2. 新株予約権の行使条件と株価への影響

新株予約権の行使期間は5年間であり、割当予定先は行使期間内いつでも行使できます。しかし、東京証券取引所における当社普通株式の終値が5営業日連続で各新株予約権の行使価額の120%を上回った場合は、40営業日以内に残存する新株予約権の全部を行使する義務を負います。これは、株価が大きく上昇した場合に、割当予定先が確実に資金を拠出することを約束する仕組みです。新株予約権の発行価額は、発行決議日の前取引日の終値を基準に10%ディスカウントした額(小数点以下切り上げ)に設定されました。これは、当面の必要資金を確実に調達することを目的としており、日本証券業協会の「第三者割当増資の取扱いに関する指針」にも準拠しています。 監査役3名全員(うち社外監査役2名)から、新株予約権の発行価額は割当予定先に特に有利な金額ではなく、適法である旨の意見を得ています。

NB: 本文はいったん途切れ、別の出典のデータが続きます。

//! Application configuration
//!
//! Resolution order: built-in defaults, then the JSON config file, then
//! environment variables, then CLI flags.

use std::fmt;
use std::fs;
use std::path::PathBuf;

use anyhow::{Context, Result};
use serde::{Deserialize, Serialize};

use super::cli::CliConfig;
use super::constants::{
    CONFIG_FILE_NAME, DATASET_CLEANUP_INTERVAL_SECS, DEFAULT_DATASET_TTL_HOURS,
    DEFAULT_DEADLINE_SECS, DEFAULT_HOST, DEFAULT_MAX_STEPS, DEFAULT_PORT,
    DEFAULT_QUERY_TIMEOUT_SECS, ENV_ANTHROPIC_API_KEY, ENV_CONFIG, ENV_HOST, ENV_OPENAI_API_KEY,
    ENV_PORT,
};

// =============================================================================
// LLM Provider Enum
// =============================================================================

/// Chat-model provider for the analysis loop
#[derive(Debug, Clone, Copy, Default, PartialEq, Eq, Deserialize, Serialize)]
#[serde(rename_all = "lowercase")]
pub enum LlmProvider {
    #[default]
    Openai,
    Anthropic,
}

impl fmt::Display for LlmProvider {
    fn fmt(&self, f: &mut fmt::Formatter<'_>) -> fmt::Result {
        match self {
            LlmProvider::Openai => write!(f, "openai"),
            LlmProvider::Anthropic => write!(f, "anthropic"),
        }
    }
}

// =============================================================================
// Config Sections
// =============================================================================

#[derive(Debug, Clone, Deserialize, Serialize)]
#[serde(default)]
pub struct ServerConfig {
    pub host: String,
    pub port: u16,
}

impl Default for ServerConfig {
    fn default() -> Self {
        Self {
            host: DEFAULT_HOST.to_string(),
            port: DEFAULT_PORT,
        }
    }
}

/// Default LLM settings used when a request carries no `llm_config`
#[derive(Clone, Deserialize, Serialize)]
#[serde(default)]
pub struct LlmConfig {
    pub provider: LlmProvider,
    pub model: String,
    pub base_url: Option<String>,
    pub openai_api_key: Option<String>,
    pub anthropic_api_key: Option<String>,
}

impl Default for LlmConfig {
    fn default() -> Self {
        Self {
            provider: LlmProvider::Openai,
            model: "gpt-4o-mini".to_string(),
            base_url: None,
            openai_api_key: None,
            anthropic_api_key: None,
        }
    }
}

// API keys must never reach logs, including via Debug formatting.
impl fmt::Debug for LlmConfig {
    fn fmt(&self, f: &mut fmt::Formatter<'_>) -> fmt::Result {
        f.debug_struct("LlmConfig")
            .field("provider", &self.provider)
            .field("model", &self.model)
            .field("base_url", &self.base_url)
            .field("openai_api_key", &self.openai_api_key.as_ref().map(|_| "***"))
            .field(
                "anthropic_api_key",
                &self.anthropic_api_key.as_ref().map(|_| "***"),
            )
            .finish()
    }
}

impl LlmConfig {
    /// API key for the given provider, if configured
    pub fn api_key_for(&self, provider: LlmProvider) -> Option<&str> {
        match provider {
            LlmProvider::Openai => self.openai_api_key.as_deref(),
            LlmProvider::Anthropic => self.anthropic_api_key.as_deref(),
        }
    }
}

/// Per-request analysis budgets
#[derive(Debug, Clone, Deserialize, Serialize)]
#[serde(default)]
pub struct LimitsConfig {
    /// Maximum LLM turns per analysis
    pub max_steps: u32,
    /// Wall-clock deadline per analysis (seconds)
    pub deadline_secs: u64,
    /// Statement timeout per query (seconds)
    pub query_timeout_secs: u64,
    /// Optional USD cost ceiling per analysis
    pub max_cost_usd: Option<f64>,
}

impl Default for LimitsConfig {
    fn default() -> Self {
        Self {
            max_steps: DEFAULT_MAX_STEPS,
            deadline_secs: DEFAULT_DEADLINE_SECS,
            query_timeout_secs: DEFAULT_QUERY_TIMEOUT_SECS,
            max_cost_usd: None,
        }
    }
}

#[derive(Debug, Clone, Deserialize, Serialize)]
#[serde(default)]
pub struct DatasetConfig {
    /// Dataset time-to-live in hours; `null` disables garbage collection
    pub ttl_hours: Option<u64>,
    /// Interval between GC sweeps (seconds)
    pub cleanup_interval_secs: u64,
}

impl Default for DatasetConfig {
    fn default() -> Self {
        Self {
            ttl_hours: Some(DEFAULT_DATASET_TTL_HOURS),
            cleanup_interval_secs: DATASET_CLEANUP_INTERVAL_SECS,
        }
    }
}

// =============================================================================
// AppConfig
// =============================================================================

#[derive(Debug, Clone, Default, Deserialize, Serialize)]
#[serde(default)]
pub struct AppConfig {
    pub debug: bool,
    pub server: ServerConfig,
    pub llm: LlmConfig,
    pub limits: LimitsConfig,
    pub datasets: DatasetConfig,
    /// Data directory override (normally resolved from the platform dirs)
    pub data_dir: Option<PathBuf>,
}

impl AppConfig {
    /// Load configuration, applying file, env, and CLI layers in order.
    pub fn load(cli: &CliConfig) -> Result<Self> {
        let mut config = match Self::config_file_path(cli) {
            Some(path) if path.exists() => {
                let raw = fs::read_to_string(&path)
                    .with_context(|| format!("Failed to read config file: {}", path.display()))?;
                let config: AppConfig = serde_json::from_str(&raw)
                    .with_context(|| format!("Invalid config file: {}", path.display()))?;
                tracing::debug!(path = %path.display(), "Config file loaded");
                config
            }
            _ => AppConfig::default(),
        };

        config.apply_env();
        config.apply_cli(cli);
        Ok(config)
    }

    fn config_file_path(cli: &CliConfig) -> Option<PathBuf> {
        if let Some(ref path) = cli.config {
            return Some(path.clone());
        }
        if let Ok(path) = std::env::var(ENV_CONFIG) {
            return Some(PathBuf::from(path));
        }
        Some(super::storage::AppStorage::resolve_data_dir(None).join(CONFIG_FILE_NAME))
    }

    fn apply_env(&mut self) {
        if let Ok(host) = std::env::var(ENV_HOST) {
            self.server.host = host;
        }
        if let Ok(port) = std::env::var(ENV_PORT)
            && let Ok(port) = port.parse()
        {
            self.server.port = port;
        }
        if self.llm.openai_api_key.is_none()
            && let Ok(key) = std::env::var(ENV_OPENAI_API_KEY)
            && !key.is_empty()
        {
            self.llm.openai_api_key = Some(key);
        }
        if self.llm.anthropic_api_key.is_none()
            && let Ok(key) = std::env::var(ENV_ANTHROPIC_API_KEY)
            && !key.is_empty()
        {
            self.llm.anthropic_api_key = Some(key);
        }
    }

    fn apply_cli(&mut self, cli: &CliConfig) {
        if let Some(ref host) = cli.host {
            self.server.host = host.clone();
        }
        if let Some(port) = cli.port {
            self.server.port = port;
        }
        if let Some(ref dir) = cli.data_dir {
            self.data_dir = Some(dir.clone());
        }
        if cli.debug {
            self.debug = true;
        }
    }
}

#[cfg(test)]
mod tests {
    use super::*;

    #[test]
    fn defaults_match_budgets() {
        let config = AppConfig::default();
        assert_eq!(config.limits.max_steps, 8);
        assert_eq!(config.limits.deadline_secs, 60);
        assert_eq!(config.limits.query_timeout_secs, 30);
        assert_eq!(config.datasets.ttl_hours, Some(24));
        assert_eq!(config.server.port, DEFAULT_PORT);
    }

    #[test]
    fn cli_overrides_take_precedence() {
        let mut config = AppConfig::default();
        config.apply_cli(&CliConfig {
            host: Some("0.0.0.0".into()),
            port: Some(9000),
            debug: true,
            ..Default::default()
        });
        assert_eq!(config.server.host, "0.0.0.0");
        assert_eq!(config.server.port, 9000);
        assert!(config.debug);
    }

    #[test]
    fn debug_format_redacts_keys() {
        let llm = LlmConfig {
            openai_api_key: Some("sk-very-secret".into()),
            ..Default::default()
        };
        let rendered = format!("{:?}", llm);
        assert!(!rendered.contains("sk-very-secret"));
        assert!(rendered.contains("***"));
    }

    #[test]
    fn provider_parses_lowercase() {
        let p: LlmProvider = serde_json::from_str("\"anthropic\"").unwrap();
        assert_eq!(p, LlmProvider::Anthropic);
        assert_eq!(p.to_string(), "anthropic");
    }

    #[test]
    fn config_file_round_trip() {
        let config = AppConfig::default();
        let json = serde_json::to_string(&config).unwrap();
        let parsed: AppConfig = serde_json::from_str(&json).unwrap();
        assert_eq!(parsed.server.port, config.server.port);
    }
}
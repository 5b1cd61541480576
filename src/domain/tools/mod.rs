//! Tool registry, executor, and field resolution

pub mod executor;
pub mod registry;
pub mod resolve;

pub use executor::{ToolCall, ToolExecutor, ToolResult};
pub use registry::{ToolDecl, ToolName, declarations};
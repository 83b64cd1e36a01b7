//! REST client for the lead backend.
//!
//! Wraps the backend HTTP API (lead listing and creation, filter vocabulary,
//! statistics) using [`reqwest`]. Every call is a fresh request: nothing is
//! cached or retried here.

use reqwest::{RequestBuilder, StatusCode};
use serde::Deserialize;
use serde::de::DeserializeOwned;
use serde_json::Value;

use crate::client::errors::{ClientError, ClientResult};
use crate::client::{LeadListQuery, LeadReader, LeadWriter, OptionsReader};
use crate::domain::lead::{Lead, LeadCreate, LeadSummary};

/// Backend address used when the configuration does not provide one.
pub const DEFAULT_API_BASE_URL: &str = "http://localhost:8000";

const LIST_LEADS_FAILED: &str = "Failed to fetch leads";
const GET_LEAD_FAILED: &str = "Failed to fetch lead";
const SUMMARY_FAILED: &str = "Failed to fetch lead summary";
const CREATE_LEAD_FAILED: &str = "Failed to create lead";
const INDUSTRY_OPTIONS_FAILED: &str = "Failed to fetch industry options";
const HEADCOUNT_OPTIONS_FAILED: &str = "Failed to fetch headcount options";

/// HTTP client for a single lead backend.
#[derive(Clone, Debug)]
pub struct HttpLeadClient {
    client: reqwest::Client,
    base_url: String,
}

/// Error payload returned by the backend on rejected requests.
#[derive(Debug, Deserialize)]
struct ErrorBody {
    #[serde(default)]
    detail: Option<Value>,
}

impl From<reqwest::Error> for ClientError {
    fn from(err: reqwest::Error) -> Self {
        ClientError::Transport(err.to_string())
    }
}

impl HttpLeadClient {
    /// Create a client for the backend at `base_url`, e.g. `http://host:8000`.
    pub fn new(base_url: impl Into<String>) -> Self {
        Self::with_client(reqwest::Client::new(), base_url)
    }

    /// Create a client reusing an existing [`reqwest::Client`] connection pool.
    pub fn with_client(client: reqwest::Client, base_url: impl Into<String>) -> Self {
        let base_url = base_url.into().trim_end_matches('/').to_string();
        Self { client, base_url }
    }

    pub fn base_url(&self) -> &str {
        &self.base_url
    }

    fn url(&self, path: &str) -> String {
        format!("{}{}", self.base_url, path)
    }

    /// Sends a read request and decodes the JSON body, mapping any
    /// non-success status to [`ClientError::Fetch`] with `failure` as message.
    async fn fetch<T: DeserializeOwned>(
        &self,
        request: RequestBuilder,
        failure: &str,
    ) -> ClientResult<T> {
        let response = request.send().await?;
        let status = response.status();
        if !status.is_success() {
            log::error!("{failure}: backend answered {status}");
            return Err(ClientError::Fetch(failure.to_string()));
        }
        Ok(response.json().await?)
    }
}

/// Extracts a human readable message from a failed creation response body.
///
/// Accepts `{"detail": "..."}` as well as validation bodies where `detail` is
/// a list of `{"msg": "..."}` objects.
fn creation_error_message(body: &[u8]) -> String {
    let detail = serde_json::from_slice::<ErrorBody>(body)
        .ok()
        .and_then(|body| body.detail);

    match detail {
        Some(Value::String(message)) if !message.trim().is_empty() => message,
        Some(Value::Array(items)) => {
            let messages = items
                .iter()
                .filter_map(|item| item.get("msg").and_then(Value::as_str))
                .collect::<Vec<_>>();
            if messages.is_empty() {
                CREATE_LEAD_FAILED.to_string()
            } else {
                messages.join("; ")
            }
        }
        _ => CREATE_LEAD_FAILED.to_string(),
    }
}

impl LeadReader for HttpLeadClient {
    async fn list_leads(&self, query: &LeadListQuery) -> ClientResult<Vec<Lead>> {
        let pairs = query.to_query_pairs();
        let mut request = self.client.get(self.url("/leads"));
        if !pairs.is_empty() {
            request = request.query(&pairs);
        }
        self.fetch(request, LIST_LEADS_FAILED).await
    }

    async fn get_lead(&self, id: i32) -> ClientResult<Option<Lead>> {
        let response = self
            .client
            .get(self.url(&format!("/leads/{id}")))
            .send()
            .await?;

        match response.status() {
            StatusCode::NOT_FOUND => Ok(None),
            status if status.is_success() => Ok(Some(response.json().await?)),
            status => {
                log::error!("{GET_LEAD_FAILED} {id}: backend answered {status}");
                Err(ClientError::Fetch(GET_LEAD_FAILED.to_string()))
            }
        }
    }

    async fn leads_summary(&self) -> ClientResult<LeadSummary> {
        self.fetch(
            self.client.get(self.url("/leads/stats/summary")),
            SUMMARY_FAILED,
        )
        .await
    }
}

impl LeadWriter for HttpLeadClient {
    async fn create_lead(&self, lead: &LeadCreate) -> ClientResult<Lead> {
        let response = self
            .client
            .post(self.url("/leads"))
            .json(lead)
            .send()
            .await?;

        let status = response.status();
        if !status.is_success() {
            let body = response.bytes().await.unwrap_or_default();
            let message = creation_error_message(&body);
            log::error!("{CREATE_LEAD_FAILED}: backend answered {status}: {message}");
            return Err(ClientError::Creation(message));
        }

        Ok(response.json().await?)
    }
}

impl OptionsReader for HttpLeadClient {
    async fn list_industry_options(&self) -> ClientResult<Vec<String>> {
        self.fetch(
            self.client.get(self.url("/industry/options")),
            INDUSTRY_OPTIONS_FAILED,
        )
        .await
    }

    async fn list_headcount_options(&self) -> ClientResult<Vec<String>> {
        self.fetch(
            self.client.get(self.url("/headcount/options")),
            HEADCOUNT_OPTIONS_FAILED,
        )
        .await
    }
}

また、新株予約権の行使価額は発行決議日前取引日の終値より高く設定されているため、株価上昇局面での行使が促進され、希薄化を抑制する効果が期待できます。 株式の希薄化規模も合理的であると判断されており、発行される株式数は14,700,000株(議決権数は147,000個)で、発行済株式総数に対する比率は15.26%、新株予約権全てが行使された場合でも、発行済株式総数に対する比率は9.66%に留まります。

3. 新株予約権の評価と発行価額の決定

新株予約権の払込金額は、トラスティーズ・アドバイザリーによる評価に基づいて決定されました。評価にあたっては、モンテカルロ・シミュレーションを用いた一般的な価格算定モデルが採用され、当社の株価、株式の流動性、割当予定先の権利行使行動、株式保有動向などを考慮した上で、公正な評価額が算出されています。 この評価結果を参考に、新株予約権1個の払込金額が決定されました。 本新株式発行に係る取締役会決議日の前営業日の終値を基準としたのは、算定時に最も近い時点の市場価格であり、現時点における当社株式価値を適正に反映しているものと判断されたためです。 発行価額については、割当予定先のリスク低減の要望も踏まえ、一定のディスカウントが適用されましたが、日本証券業協会の指針に準拠しており、割当予定先に特に有利な発行価額ではないと判断されています。監査役3名全員から、新株予約権の発行価額は適法である旨の意見を得ています。発行済株式総数に対する発行株式数の割合も、既存株主の利益に配慮した、合理的かつ適切な規模であると判断されています。